Desenvolveram-se as estâncias termais e era recomendado
e estimulado lavar-se regularmente. Como as casas não
tinham água corrente, os grandes locais de higiene eram
os banhos. Certamente herdados da Antiguidade, é
provável que tenham voltado à moda graças aos cruzados
retornados do Oriente, onde se havia conservado a
tradição.
Nas cidades, a maioria dos bairros tinha
banhos públicos, chamados de “estufas”, cuja abertura os
pregoeiros anunciavam de manhã. Em 1292, Paris, por
exemplo, contava com 27 estabelecimentos. Alguns deles
pertenciam ao clero. O preço da entrada era elevado, e
nem todos podiam visitá-los com assiduidade.
Na origem, os frequentadores se
contentavam com a imersão em grandes banheiras de água
quente. O procedimento se aperfeiçoou com o surgimento
de banhos saturados de vapor de água. Utilizava-se o
sabonete ou a saponária, planta que fazia a água
espumar, para um melhor resultado. Para branquear os
dentes, recorria-se a abrasivos à base de conchas e
corais.
Tal era o sucesso desses locais que a
corporação dos estufeiros foi regulamentada. Eles tinham
direito a preços predeterminados e o dever de manter
água própria e impedir a entrada de doentes e
prostitutas. A verdade, porém, é que as estufas foram se
transformando cada vez mais em lugar de encontros
galantes: os banhos em comum e os quartos colocados à
disposição dos clientes favoreciam a prostituição.

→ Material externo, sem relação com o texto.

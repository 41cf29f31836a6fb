//! Chat-completion errors

use thiserror::Error;

/// Errors that can occur when calling the chat-completion upstream
#[derive(Debug, Error)]
pub enum CompletionError {
    /// Failed to connect to the upstream server
    #[error("Connection failed: {0}")]
    ConnectionFailed(String),

    /// Request to the upstream server failed
    #[error("Request failed: {0}")]
    RequestFailed(String),

    /// Upstream returned a non-success status
    #[error("Server error: {0}")]
    ServerError(String),

    /// Response body did not have the expected shape
    #[error("Invalid response: {0}")]
    InvalidResponse(String),

    /// Timeout while waiting for the upstream
    #[error("Completion timeout after {0}ms")]
    Timeout(u64),
}

impl From<reqwest::Error> for CompletionError {
    fn from(err: reqwest::Error) -> Self {
        if err.is_timeout() {
            Self::Timeout(60000)
        } else if err.is_connect() {
            Self::ConnectionFailed(err.to_string())
        } else {
            Self::RequestFailed(err.to_string())
        }
    }
}

#[cfg(test)]
mod tests {
    use super::*;

    #[test]
    fn server_error_message() {
        let err = CompletionError::ServerError("status 502".to_string());
        assert_eq!(err.to_string(), "Server error: status 502");
    }

    #[test]
    fn timeout_message_includes_duration() {
        let err = CompletionError::Timeout(60000);
        assert_eq!(err.to_string(), "Completion timeout after 60000ms");
    }
}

No século XIV, recorreu-se a éditos para
separar os homens das mulheres, mas foi durante o século
XV que se verificou uma mudança de mentalidade. A Igreja
endureceu suas regras morais, pois passou a ver com maus
olhos tudo quanto se relacionasse com o corpo. E os
médicos já não consideravam a água benéfica, mas sim
responsável e vetor de enfermidades e epidemias. Segundo
eles, os poros dilatados facilitavam a entrada de
miasmas e impurezas.
A grande peste de 1348 recrudesceu esse
entendimento. Desde então, passou-se a desconfiar da
água, que devia ser usada com moderação. Os banhos
declinaram e, pouco a pouco, desapareceram. Foi preciso
aguardar o século XIX e o movimento higienista para que
se produzisse uma nova mudança de mentalidade.
BIBLIOGRAFIA SUGERIDA:
ARIÈS, Phillip; DUBY, Georges (org.) História da Vida
Privada: Da Europa Feudal à Renascença. São Paulo:
Companhia das Letras, 2009.
LE GOFF,
Jacques. Uma História do Corpo da Idade Média.
Rio de Janeiro: Civilização Brasileira, 2010.